If you want to take beautiful night sky pictures with your DSLR and you live between 15 degrees and 55 degrees north latitude you might want to check out OpenAstroTracker. If you have a 3D printer it will probably take about 60 hours of printing, but you’ll wind up with a pretty impressive setup for your camera. There’s an Arduino managing the tracking and also providing a “go to” capability.
The design is over on Thingiverse and you can find code on GitHub. There’s also a Reddit dedicated to the project. The tracker touts its ability to handle long or heavy lenses and to target 180 degrees in every direction.
Some of the parts you must print are specific to your latitude to within 5 degrees, so if you live at latitude 43 degrees, you could pick the 40-degree versions of the parts. So far though, you must be in the Northern hemisphere between 15 and 55 degrees.
What kind of images can you expect? The site says this image of Andromeda was taken over several nights using a Soligor 210mm f/4 lens with ISO 800 film.
Not bad at all! Certainly not the view from our $25 department store telescope.
If you’d rather skip the Arduino, try a cheap clock movement.
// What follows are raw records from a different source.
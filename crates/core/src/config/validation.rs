//! Configuration validation rules.
//!
//! Checks `AppConfig` values after they have been loaded from environment,
//! files, or defaults.

use crate::config::AppConfig;
use crate::origin::parse_origin;
use thiserror::Error;

/// Configuration validation errors.
#[derive(Debug, Error)]
pub enum ConfigError {
    #[error("failed to load configuration: {0}")]
    LoadFailed(String),

    #[error("invalid configuration: {field} - {reason}")]
    Invalid { field: String, reason: String },

    #[error("missing required configuration: {field} ({hint})")]
    Missing { field: String, hint: String },
}

fn invalid(field: &str, reason: impl Into<String>) -> ConfigError {
    ConfigError::Invalid { field: field.into(), reason: reason.into() }
}

impl AppConfig {
    /// Validate configuration values after loading.
    ///
    /// # Errors
    ///
    /// Returns `ConfigError::Missing` for an empty origin and
    /// `ConfigError::Invalid` if:
    /// - `origin` is not an http(s) URL
    /// - `cache_prefix` is empty or contains whitespace, or `cache_version` is 0
    /// - a static asset or the fallback document is not root-relative
    /// - `timeout_ms` is below 100ms or above 5 minutes
    /// - `max_bytes` is 0 or exceeds 50MB
    /// - `user_agent` is empty
    pub fn validate(&self) -> Result<(), ConfigError> {
        if self.origin.trim().is_empty() {
            return Err(ConfigError::Missing {
                field: "origin".into(),
                hint: "Set SWCACHE_ORIGIN to the site origin, e.g. https://example.org".into(),
            });
        }
        parse_origin(&self.origin).map_err(|e| invalid("origin", e.to_string()))?;

        self.bucket_name()?;

        if let Some(asset) = self.static_assets.iter().find(|a| !a.starts_with('/')) {
            return Err(invalid("static_assets", format!("{asset:?} must start with '/'")));
        }
        if !self.fallback_document.starts_with('/') {
            return Err(invalid("fallback_document", "must start with '/'"));
        }

        if self.timeout_ms < 100 {
            return Err(invalid("timeout_ms", "must be at least 100ms"));
        }
        if self.timeout_ms > 300_000 {
            return Err(invalid("timeout_ms", "must not exceed 5 minutes (300000ms)"));
        }

        if self.max_bytes == 0 {
            return Err(invalid("max_bytes", "must be greater than 0"));
        }
        if self.max_bytes > 50 * 1024 * 1024 {
            return Err(invalid("max_bytes", "must not exceed 50MB"));
        }

        if self.user_agent.is_empty() {
            return Err(invalid("user_agent", "must not be empty"));
        }

        if self.static_assets.is_empty() {
            tracing::warn!("static_assets is empty; nothing is guaranteed offline");
        }

        Ok(())
    }
}
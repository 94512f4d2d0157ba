//! Application configuration with layered loading.
//!
//! Configuration is assembled with figment from, in rising precedence:
//!
//! 1. Built-in defaults
//! 2. TOML config file (if SWCACHE_CONFIG_FILE set)
//! 3. Environment variables (SWCACHE_*)

use std::path::PathBuf;
use std::time::Duration;

use figment::{
    Figment,
    providers::{Env, Format, Serialized, Toml},
};
use serde::{Deserialize, Serialize};

mod validation;

pub use validation::ConfigError;

use crate::cache::BucketName;

/// Assets every deployment guarantees offline.
pub const DEFAULT_STATIC_ASSETS: &[&str] = &[
    "/manifest.webmanifest",
    "/assets/generated/yfo-logo.dim_512x512.png",
    "/assets/generated/youth-hero.dim_1600x900.png",
    "/assets/generated/yfo-pwa-icon.dim_192x192.png",
    "/assets/generated/yfo-pwa-icon.dim_512x512.png",
    "/ads.txt",
];

/// Application configuration with layered loading.
#[derive(Debug, Clone, Serialize, Deserialize)]
pub struct AppConfig {
    /// Site origin that root-relative asset paths resolve against.
    ///
    /// Set via SWCACHE_ORIGIN environment variable.
    #[serde(default = "default_origin")]
    pub origin: String,

    /// Bucket name prefix, rendered as `<prefix>-v<version>`.
    ///
    /// Set via SWCACHE_CACHE_PREFIX environment variable.
    #[serde(default = "default_cache_prefix")]
    pub cache_prefix: String,

    /// Deployment version. Bump on every release to retire the old bucket.
    ///
    /// Set via SWCACHE_CACHE_VERSION environment variable.
    #[serde(default = "default_cache_version")]
    pub cache_version: u32,

    /// Root-relative URLs pre-populated at install time, in order.
    ///
    /// Set via SWCACHE_STATIC_ASSETS (e.g. `["/ads.txt", "/icon.png"]`).
    #[serde(default = "default_static_assets")]
    pub static_assets: Vec<String>,

    /// Bucket entry served when a page load fails offline.
    ///
    /// Set via SWCACHE_FALLBACK_DOCUMENT environment variable.
    #[serde(default = "default_fallback_document")]
    pub fallback_document: String,

    /// Path to SQLite bucket database.
    ///
    /// Set via SWCACHE_DB_PATH environment variable.
    #[serde(default = "default_db_path")]
    pub db_path: PathBuf,

    /// User-Agent string for HTTP requests.
    ///
    /// Set via SWCACHE_USER_AGENT environment variable.
    #[serde(default = "default_user_agent")]
    pub user_agent: String,

    /// HTTP request timeout in milliseconds.
    ///
    /// Set via SWCACHE_TIMEOUT_MS environment variable.
    #[serde(default = "default_timeout_ms")]
    pub timeout_ms: u64,

    /// Maximum response body size in bytes.
    ///
    /// Set via SWCACHE_MAX_BYTES environment variable.
    #[serde(default = "default_max_bytes")]
    pub max_bytes: usize,
}

fn default_origin() -> String {
    "http://localhost:8080".into()
}

fn default_cache_prefix() -> String {
    "yfo-cache".into()
}

fn default_cache_version() -> u32 {
    19
}

fn default_static_assets() -> Vec<String> {
    DEFAULT_STATIC_ASSETS.iter().map(|s| s.to_string()).collect()
}

fn default_fallback_document() -> String {
    "/index.html".into()
}

fn default_db_path() -> PathBuf {
    PathBuf::from("./swcache.sqlite")
}

fn default_user_agent() -> String {
    "swcache/0.1".into()
}

fn default_timeout_ms() -> u64 {
    20_000
}

fn default_max_bytes() -> usize {
    10_485_760 // 10MB
}

impl Default for AppConfig {
    fn default() -> Self {
        Self {
            origin: default_origin(),
            cache_prefix: default_cache_prefix(),
            cache_version: default_cache_version(),
            static_assets: default_static_assets(),
            fallback_document: default_fallback_document(),
            db_path: default_db_path(),
            user_agent: default_user_agent(),
            timeout_ms: default_timeout_ms(),
            max_bytes: default_max_bytes(),
        }
    }
}

impl AppConfig {
    /// Timeout as Duration for use with reqwest/tokio.
    pub fn timeout(&self) -> Duration {
        Duration::from_millis(self.timeout_ms)
    }

    /// Name of the bucket this deployment owns.
    ///
    /// # Errors
    ///
    /// Returns `ConfigError::Invalid` if the prefix or version is unusable.
    pub fn bucket_name(&self) -> Result<BucketName, ConfigError> {
        BucketName::new(&self.cache_prefix, self.cache_version)
            .map_err(|e| ConfigError::Invalid { field: "cache_prefix".into(), reason: e.to_string() })
    }

    /// Load configuration from all sources with layered precedence.
    ///
    /// # Errors
    ///
    /// Returns `ConfigError` if:
    /// - Configuration file cannot be read
    /// - Environment variables cannot be parsed
    /// - Validation fails after loading
    pub fn load() -> Result<Self, ConfigError> {
        let mut figment = Figment::from(Serialized::defaults(Self::default()));

        if let Ok(config_path) = std::env::var("SWCACHE_CONFIG_FILE") {
            figment = figment.merge(Toml::file(&config_path));
        }

        figment = figment.merge(
            Env::prefixed("SWCACHE_")
                .ignore(&["CONFIG_FILE"])
                .map(|key| key.as_str().to_lowercase().into())
                .split("__"),
        );

        let mut config: Self = figment.extract().map_err(|e| ConfigError::LoadFailed(e.to_string()))?;

        config.dedupe_static_assets();
        config.validate()?;

        Ok(config)
    }

    /// Drop repeated static assets, keeping first occurrences in order.
    pub fn dedupe_static_assets(&mut self) {
        let before = self.static_assets.len();
        let mut seen = std::collections::HashSet::new();
        self.static_assets.retain(|asset| seen.insert(asset.clone()));

        let dropped = before - self.static_assets.len();
        if dropped > 0 {
            tracing::warn!(dropped, "duplicate static_assets entries ignored");
        }
    }
}

#[cfg(test)]
mod tests {
    use super::*;

    #[test]
    fn test_default_config() {
        let config = AppConfig::default();
        assert_eq!(config.origin, "http://localhost:8080");
        assert_eq!(config.cache_prefix, "yfo-cache");
        assert_eq!(config.cache_version, 19);
        assert_eq!(config.static_assets.len(), 6);
        assert_eq!(config.static_assets[0], "/manifest.webmanifest");
        assert_eq!(config.static_assets[5], "/ads.txt");
        assert_eq!(config.fallback_document, "/index.html");
        assert_eq!(config.db_path, PathBuf::from("./swcache.sqlite"));
        assert_eq!(config.user_agent, "swcache/0.1");
        assert_eq!(config.max_bytes, 10_485_760);
    }

    #[test]
    fn test_timeout_duration() {
        let config = AppConfig::default();
        assert_eq!(config.timeout(), Duration::from_millis(20_000));
    }

    #[test]
    fn test_bucket_name() {
        let config = AppConfig { cache_version: 20, ..Default::default() };
        assert_eq!(config.bucket_name().unwrap().to_string(), "yfo-cache-v20");
    }

    #[test]
    fn test_bucket_name_invalid() {
        let config = AppConfig { cache_version: 0, ..Default::default() };
        assert!(matches!(config.bucket_name(), Err(ConfigError::Invalid { .. })));
    }

    #[test]
    fn test_dedupe_static_assets() {
        let mut config = AppConfig {
            static_assets: vec!["/ads.txt".into(), "/icon.png".into(), "/ads.txt".into()],
            ..Default::default()
        };
        config.dedupe_static_assets();
        assert_eq!(config.static_assets, vec!["/ads.txt".to_string(), "/icon.png".to_string()]);
    }
}
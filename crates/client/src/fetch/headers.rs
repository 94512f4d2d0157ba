//! Header conversion between reqwest and the cache response model.

use reqwest::header::{self, HeaderMap, HeaderName, HeaderValue};
use swcache_core::CacheMode;

/// Request headers that express a per-request cache mode on the wire.
pub fn cache_headers(mode: CacheMode) -> HeaderMap {
    let mut headers = HeaderMap::new();
    if mode == CacheMode::NoStore {
        headers.insert(header::CACHE_CONTROL, HeaderValue::from_static("no-store"));
        headers.insert(header::PRAGMA, HeaderValue::from_static("no-cache"));
    }
    headers
}

/// Flatten a header map into name/value pairs, skipping non-UTF-8 values.
///
/// Repeated headers keep one pair per value, in wire order.
pub fn header_pairs(headers: &HeaderMap) -> Vec<(String, String)> {
    headers
        .iter()
        .filter_map(|(name, value): (&HeaderName, &HeaderValue)| {
            value.to_str().ok().map(|v| (name.as_str().to_string(), v.to_string()))
        })
        .collect()
}
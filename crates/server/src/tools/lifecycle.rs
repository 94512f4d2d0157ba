//! sw_install, sw_activate and sw_status tool implementations.

use rmcp::{ErrorData as McpError, model::CallToolResult};

use super::{AppState, json_result};

/// Run the install handler and report what was cached.
pub async fn install_impl(state: &AppState) -> Result<CallToolResult, McpError> {
    let report = state.controller.install().await;
    json_result(&report)
}

/// Run the activate handler and report which buckets were removed.
pub async fn activate_impl(state: &AppState) -> Result<CallToolResult, McpError> {
    let report = state.controller.activate().await;
    json_result(&report)
}

pub async fn status_impl(state: &AppState) -> Result<CallToolResult, McpError> {
    let status = state.controller.status().await;
    json_result(&status)
}

#[cfg(test)]
mod tests {
    use std::sync::Arc;

    use super::super::testing::*;
    use super::*;
    use swcache_core::{ActivateReport, CacheResponse, CacheStorage, ControllerState, ControllerStatus, InstallReport, StaticNetwork};

    #[tokio::test]
    async fn test_install_then_activate() {
        let network = Arc::new(StaticNetwork::new());
        for asset in swcache_core::config::DEFAULT_STATIC_ASSETS {
            network.set_route(&format!("{ORIGIN}{asset}"), CacheResponse::new(200, "OK", "x"));
        }
        let (state, storage) = state_with(network);
        storage.open("yfo-cache-v18").await.unwrap();

        let install: InstallReport = output(&install_impl(&state).await.unwrap());
        assert_eq!(install.bucket, "yfo-cache-v19");
        assert_eq!(install.cached, 6);

        let activate: ActivateReport = output(&activate_impl(&state).await.unwrap());
        assert_eq!(activate.deleted, vec!["yfo-cache-v18"]);

        let status: ControllerStatus = output(&status_impl(&state).await.unwrap());
        assert_eq!(status.state, ControllerState::Active);
        assert!(status.clients_claimed);
    }

    #[tokio::test]
    async fn test_install_offline_reports_failures() {
        let network = Arc::new(StaticNetwork::new());
        network.set_offline(true);
        let (state, _storage) = state_with(network);

        let install: InstallReport = output(&install_impl(&state).await.unwrap());
        assert_eq!(install.cached, 0);
        assert_eq!(install.failed.len(), 6);
    }
}
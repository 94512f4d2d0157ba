//! Versioned bucket names.
//!
//! A bucket is named `<prefix>-v<version>`, e.g. `yfo-cache-v19`. Bumping the
//! version on each deployment is what retires the previous bucket at
//! activation time.

use std::fmt;
use std::str::FromStr;

use serde::{Deserialize, Serialize};

use crate::Error;

/// Name of a versioned cache bucket.
#[derive(Debug, Clone, PartialEq, Eq, Hash, Serialize, Deserialize)]
pub struct BucketName {
    prefix: String,
    version: u32,
}

impl BucketName {
    /// Build a bucket name.
    ///
    /// # Errors
    ///
    /// Returns `Error::InvalidBucket` for an empty prefix, a prefix containing
    /// whitespace, or version 0.
    pub fn new(prefix: impl Into<String>, version: u32) -> Result<Self, Error> {
        let prefix = prefix.into();
        if prefix.is_empty() || prefix.chars().any(char::is_whitespace) {
            return Err(Error::InvalidBucket(format!("bad prefix: {prefix:?}")));
        }
        if version == 0 {
            return Err(Error::InvalidBucket("version must be at least 1".into()));
        }
        Ok(Self { prefix, version })
    }

    pub fn prefix(&self) -> &str {
        &self.prefix
    }

    pub fn version(&self) -> u32 {
        self.version
    }
}

impl fmt::Display for BucketName {
    fn fmt(&self, f: &mut fmt::Formatter<'_>) -> fmt::Result {
        write!(f, "{}-v{}", self.prefix, self.version)
    }
}

impl FromStr for BucketName {
    type Err = Error;

    fn from_str(s: &str) -> Result<Self, Self::Err> {
        let (prefix, version) = s
            .rsplit_once("-v")
            .ok_or_else(|| Error::InvalidBucket(format!("missing -v<version> suffix: {s}")))?;
        let version: u32 = version
            .parse()
            .map_err(|_| Error::InvalidBucket(format!("non-numeric version: {s}")))?;
        Self::new(prefix, version)
    }
}
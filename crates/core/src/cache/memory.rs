//! In-memory bucket store.
//!
//! Holds everything in a map behind an async lock. Used by tests and by
//! hosts that do not need entries to survive a restart.

use std::collections::BTreeMap;

use async_trait::async_trait;
use tokio::sync::RwLock;

use super::hash::{canonical_url, compute_entry_key};
use super::storage::{CacheStorage, CachedEntry};
use crate::Error;
use crate::request::{CacheRequest, CacheResponse};

#[derive(Debug, Default)]
struct Bucket {
    seq: u64,
    entries: BTreeMap<String, CachedEntry>,
}

#[derive(Debug, Default)]
struct Inner {
    next_seq: u64,
    buckets: BTreeMap<String, Bucket>,
}

impl Inner {
    fn bucket_mut(&mut self, name: &str) -> &mut Bucket {
        let next_seq = &mut self.next_seq;
        self.buckets.entry(name.to_string()).or_insert_with(|| {
            let seq = *next_seq;
            *next_seq += 1;
            Bucket { seq, entries: BTreeMap::new() }
        })
    }
}

/// Bucket store kept entirely in process memory.
#[derive(Debug, Default)]
pub struct MemoryStorage {
    inner: RwLock<Inner>,
}

impl MemoryStorage {
    pub fn new() -> Self {
        Self::default()
    }
}

fn make_entry(bucket: &str, request: &CacheRequest, response: &CacheResponse) -> CachedEntry {
    let url = canonical_url(&request.url);
    CachedEntry {
        bucket: bucket.to_string(),
        key: compute_entry_key(&request.method, &request.url),
        method: request.method.to_ascii_uppercase(),
        url,
        response: response.clone(),
        stored_at: chrono::Utc::now().to_rfc3339(),
    }
}

#[async_trait]
impl CacheStorage for MemoryStorage {
    async fn open(&self, bucket: &str) -> Result<(), Error> {
        self.inner.write().await.bucket_mut(bucket);
        Ok(())
    }

    async fn has(&self, bucket: &str) -> Result<bool, Error> {
        Ok(self.inner.read().await.buckets.contains_key(bucket))
    }

    async fn keys(&self) -> Result<Vec<String>, Error> {
        let inner = self.inner.read().await;
        let mut names: Vec<(&String, u64)> = inner.buckets.iter().map(|(k, b)| (k, b.seq)).collect();
        names.sort_by_key(|(_, seq)| *seq);
        Ok(names.into_iter().map(|(k, _)| k.clone()).collect())
    }

    async fn delete(&self, bucket: &str) -> Result<bool, Error> {
        Ok(self.inner.write().await.buckets.remove(bucket).is_some())
    }

    async fn match_entry(&self, bucket: &str, request: &CacheRequest) -> Result<Option<CacheResponse>, Error> {
        let key = compute_entry_key(&request.method, &request.url);
        let inner = self.inner.read().await;
        Ok(inner
            .buckets
            .get(bucket)
            .and_then(|b| b.entries.get(&key))
            .map(|e| e.response.clone()))
    }

    async fn put_all(&self, bucket: &str, entries: Vec<(CacheRequest, CacheResponse)>) -> Result<(), Error> {
        let mut inner = self.inner.write().await;
        let target = inner.bucket_mut(bucket);
        for (request, response) in &entries {
            let entry = make_entry(bucket, request, response);
            target.entries.insert(entry.key.clone(), entry);
        }
        Ok(())
    }

    async fn entries(&self, bucket: &str) -> Result<Vec<CachedEntry>, Error> {
        let inner = self.inner.read().await;
        let mut entries: Vec<CachedEntry> = inner
            .buckets
            .get(bucket)
            .map(|b| b.entries.values().cloned().collect())
            .unwrap_or_default();
        entries.sort_by(|a, b| a.url.cmp(&b.url));
        Ok(entries)
    }

    async fn delete_entry(&self, bucket: &str, request: &CacheRequest) -> Result<bool, Error> {
        let key = compute_entry_key(&request.method, &request.url);
        let mut inner = self.inner.write().await;
        Ok(inner
            .buckets
            .get_mut(bucket)
            .map(|b| b.entries.remove(&key).is_some())
            .unwrap_or(false))
    }
}

#[cfg(test)]
mod tests {
    use super::*;
    use url::Url;

    fn request(path: &str) -> CacheRequest {
        CacheRequest::get(Url::parse("https://example.org").unwrap().join(path).unwrap())
    }

    #[tokio::test]
    async fn test_put_and_match() {
        let storage = MemoryStorage::new();
        let response = CacheResponse::new(200, "OK", "png-bytes");
        storage.put("yfo-cache-v1", &request("/logo.png"), &response).await.unwrap();

        let hit = storage.match_entry("yfo-cache-v1", &request("/logo.png")).await.unwrap();
        assert_eq!(hit, Some(response));
        assert!(storage.has("yfo-cache-v1").await.unwrap());
    }

    #[tokio::test]
    async fn test_match_other_bucket_misses() {
        let storage = MemoryStorage::new();
        storage
            .put("yfo-cache-v1", &request("/logo.png"), &CacheResponse::new(200, "OK", "x"))
            .await
            .unwrap();
        let miss = storage.match_entry("yfo-cache-v2", &request("/logo.png")).await.unwrap();
        assert!(miss.is_none());
    }

    #[tokio::test]
    async fn test_keys_in_creation_order() {
        let storage = MemoryStorage::new();
        storage.open("b-v2").await.unwrap();
        storage.open("a-v1").await.unwrap();
        storage.open("b-v2").await.unwrap();
        assert_eq!(storage.keys().await.unwrap(), vec!["b-v2".to_string(), "a-v1".to_string()]);
    }

    #[tokio::test]
    async fn test_overwrite_keeps_single_entry() {
        let storage = MemoryStorage::new();
        storage
            .put("yfo-cache-v1", &request("/ads.txt"), &CacheResponse::new(200, "OK", "old"))
            .await
            .unwrap();
        storage
            .put("yfo-cache-v1", &request("/ads.txt"), &CacheResponse::new(200, "OK", "new"))
            .await
            .unwrap();

        let entries = storage.entries("yfo-cache-v1").await.unwrap();
        assert_eq!(entries.len(), 1);
        assert_eq!(entries[0].response.body, bytes::Bytes::from_static(b"new"));
    }

    #[tokio::test]
    async fn test_delete_bucket_and_entry() {
        let storage = MemoryStorage::new();
        storage
            .put("yfo-cache-v1", &request("/ads.txt"), &CacheResponse::new(200, "OK", "x"))
            .await
            .unwrap();

        assert!(storage.delete_entry("yfo-cache-v1", &request("/ads.txt")).await.unwrap());
        assert!(!storage.delete_entry("yfo-cache-v1", &request("/ads.txt")).await.unwrap());
        assert!(storage.delete("yfo-cache-v1").await.unwrap());
        assert!(!storage.delete("yfo-cache-v1").await.unwrap());
        assert!(storage.keys().await.unwrap().is_empty());
    }
}
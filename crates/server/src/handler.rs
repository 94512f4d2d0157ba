//! MCP server handler implementation.
//!
//! This module defines the main server handler that
//! routes tool calls to the appropriate implementations.
use std::sync::Arc;

use crate::tools::{
    AppState, CacheListParams, CachePurgeParams, SwFetchParams,
    cache::{list_impl, purge_impl},
    lifecycle::{activate_impl, install_impl, status_impl},
    sw_fetch::fetch_impl,
};

use rmcp::{
    ErrorData as McpError, ServerHandler,
    handler::server::{
        tool::{ToolCallContext, ToolRouter},
        wrapper::Parameters,
    },
    model::{
        CallToolRequestParam, CallToolResult, Implementation, ListToolsResult, PaginatedRequestParam, ProtocolVersion,
        ServerCapabilities, ServerInfo,
    },
    service::{RequestContext, RoleServer},
    tool, tool_router,
};

/// The main MCP server handler for swcache.
#[derive(Clone)]
pub struct SwCacheServer {
    tool_router: ToolRouter<Self>,
    state: Arc<AppState>,
}

/// Tool router implementation using the #[tool_router] macro.
#[tool_router]
impl SwCacheServer {
    /// Create a new server handler.
    pub fn new(state: Arc<AppState>) -> Self {
        Self { tool_router: Self::tool_router(), state }
    }

    #[tool(description = "Run the install lifecycle step: fetch every static asset and store them in the current \
                          versioned bucket. Failures are reported, never fatal.")]
    async fn sw_install(&self) -> Result<CallToolResult, McpError> {
        install_impl(&self.state).await
    }

    #[tool(description = "Run the activate lifecycle step: delete every bucket except the current version's.")]
    async fn sw_activate(&self) -> Result<CallToolResult, McpError> {
        activate_impl(&self.state).await
    }

    #[tool(description = "Report the controller's lifecycle state and bucket name.")]
    async fn sw_status(&self) -> Result<CallToolResult, McpError> {
        status_impl(&self.state).await
    }

    /// Intercept a request the way the offline cache would.
    ///
    /// Page loads are network-first with a cached fallback document;
    /// sub-resources are network-first with bucket fallback.
    #[tool(description = "Send a request through the offline cache. Returns status, body and whether the answer \
                          came from the network, the cache, or the offline placeholder.")]
    async fn sw_fetch(&self, params: Parameters<SwFetchParams>) -> Result<CallToolResult, McpError> {
        fetch_impl(&self.state, params.0).await
    }

    #[tool(description = "List cache buckets, or the entries of one bucket.")]
    async fn cache_list(&self, params: Parameters<CacheListParams>) -> Result<CallToolResult, McpError> {
        list_impl(&self.state, params.0).await
    }

    #[tool(description = "Delete a cache bucket by name.")]
    async fn cache_purge(&self, params: Parameters<CachePurgeParams>) -> Result<CallToolResult, McpError> {
        purge_impl(&self.state, params.0).await
    }
}

impl ServerHandler for SwCacheServer {
    fn get_info(&self) -> ServerInfo {
        ServerInfo {
            server_info: Implementation {
                name: "swcache".into(),
                version: env!("CARGO_PKG_VERSION").into(),
                ..Default::default()
            },
            protocol_version: ProtocolVersion::LATEST,
            capabilities: ServerCapabilities::builder().enable_tools().build(),
            ..Default::default()
        }
    }

    async fn list_tools(
        &self, _request: Option<PaginatedRequestParam>, _context: RequestContext<RoleServer>,
    ) -> Result<ListToolsResult, rmcp::model::ErrorData> {
        Ok(ListToolsResult { meta: None, tools: self.tool_router.list_all(), next_cursor: None })
    }

    async fn call_tool(
        &self, request: CallToolRequestParam, context: RequestContext<RoleServer>,
    ) -> Result<CallToolResult, rmcp::model::ErrorData> {
        self.tool_router
            .call(ToolCallContext::new(self, request, context))
            .await
    }
}
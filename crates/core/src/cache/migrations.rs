//! Database schema migrations.
//!
//! Applied versions are tracked in a `_migrations` table; each migration is
//! one SQL batch.

use super::Error;
use tokio_rusqlite::{Connection, params};

/// Migration list: (version, SQL).
///
/// Applied in order; the version is an incrementing integer recorded in
/// `_migrations`. Every statement uses CREATE IF NOT EXISTS.
const MIGRATIONS: &[(i64, &str)] = &[(1, include_str!("../../migrations/001_buckets.sql"))];

/// Run any pending migrations.
///
/// Creates `_migrations` if needed, reads the current version and applies
/// whatever is newer.
///
/// # Errors
///
/// Returns an error if a migration SQL fails to execute.
pub async fn run(conn: &Connection) -> Result<(), Error> {
    conn.call(|conn| -> Result<(), Error> {
        conn.execute(
            "CREATE TABLE IF NOT EXISTS _migrations (
                version INTEGER PRIMARY KEY,
                applied_at TEXT NOT NULL
            )",
            [],
        )
        .map_err(Error::from)?;

        let current: i64 = conn
            .query_row("SELECT COALESCE(MAX(version), 0) FROM _migrations", [], |row| {
                row.get(0)
            })
            .map_err(Error::from)?;

        for &(version, sql) in MIGRATIONS.iter().filter(|(v, _)| *v > current) {
            conn.execute_batch(sql)
                .map_err(|e| Error::MigrationFailed(format!("version {version}: {e}")))?;
            conn.execute(
                "INSERT INTO _migrations (version, applied_at) VALUES (?1, ?2)",
                params![version, chrono::Utc::now().to_rfc3339()],
            )
            .map_err(Error::from)?;
            tracing::debug!(version, "applied cache migration");
        }

        Ok(())
    })
    .await
    .map_err(Error::from)
}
Or you can replace the clock and the Arduino with yourself.
30 thoughts on “OpenAstroTracker Turns Your DSLR Into An Astronomy Instrument”
Was hoping for automated baseball sign camera
Why would this even need to be built specific to a hemisphere and latitude? I suppose the fact that it’s 2-Axis movement rather than 3 has something to do with that.
Astrophotography requires ultralong exposure time. Hours. When youre exposing for this long, you have to move the camera to compensate for the rotation of the earth.
I know that, my query was more tondonwith designing it to be used from any location and hemisphere rather than designing it to be location specific
Earth rotates only around one axis. So a single axis movement is required. The requirement for a single axis machine would then be that you configure the machine for your precise lattitude. 52.0116N in my case.
Yes, you are right. To get away with two axis, you have to precisely align one of the axis with the rotation axis of the earth. This limits its use to a particular lattitude. It’s called a parallact mount. Without such an alignment, you could still track an object but the field of view would rotate as you track the sky over a longer period of time. This could be solved by a third axis to rotate the camera. But almost all astronomical devices avoid this to reduce complexity and increase accuracy.
Thanks for your explanation!
I’ve not heard/read the term ‘parallact mount’ before, I know it as an ‘equatorial mount’.
I think it means equatorial here, in a plane parallel to the equator. The original meaning of paralactical would seem to imply it corrected parallax error due to the atmosphere bending the light from stars/planets when within a few degrees of the horizon.
Enjoy the pictures while you still can. Soon any new ones will be lined with Muskdots.
why is there no Muskdot wikipedia entry ….
Stacking software could remove these easily enough. Stars and planets hardly move in comparison so anything streaking across the frame can be removed.
Couple that with the ongoing work to cut the reflectivity of the satellites combined with the cycling over time of satellites as they age the problem is going away before it really gets started.
you’re not taking multiple images generally, but very long exposures, which means you’ll have streaks on all of them.
No, you actually take relatively short (for astrophotography) exposures (~5-10 minutes for typical focal lengths) and stack them. The reason is NO tracker is 100% perfect, and given the high pixel density of sensors today small errors creep in pretty quickly.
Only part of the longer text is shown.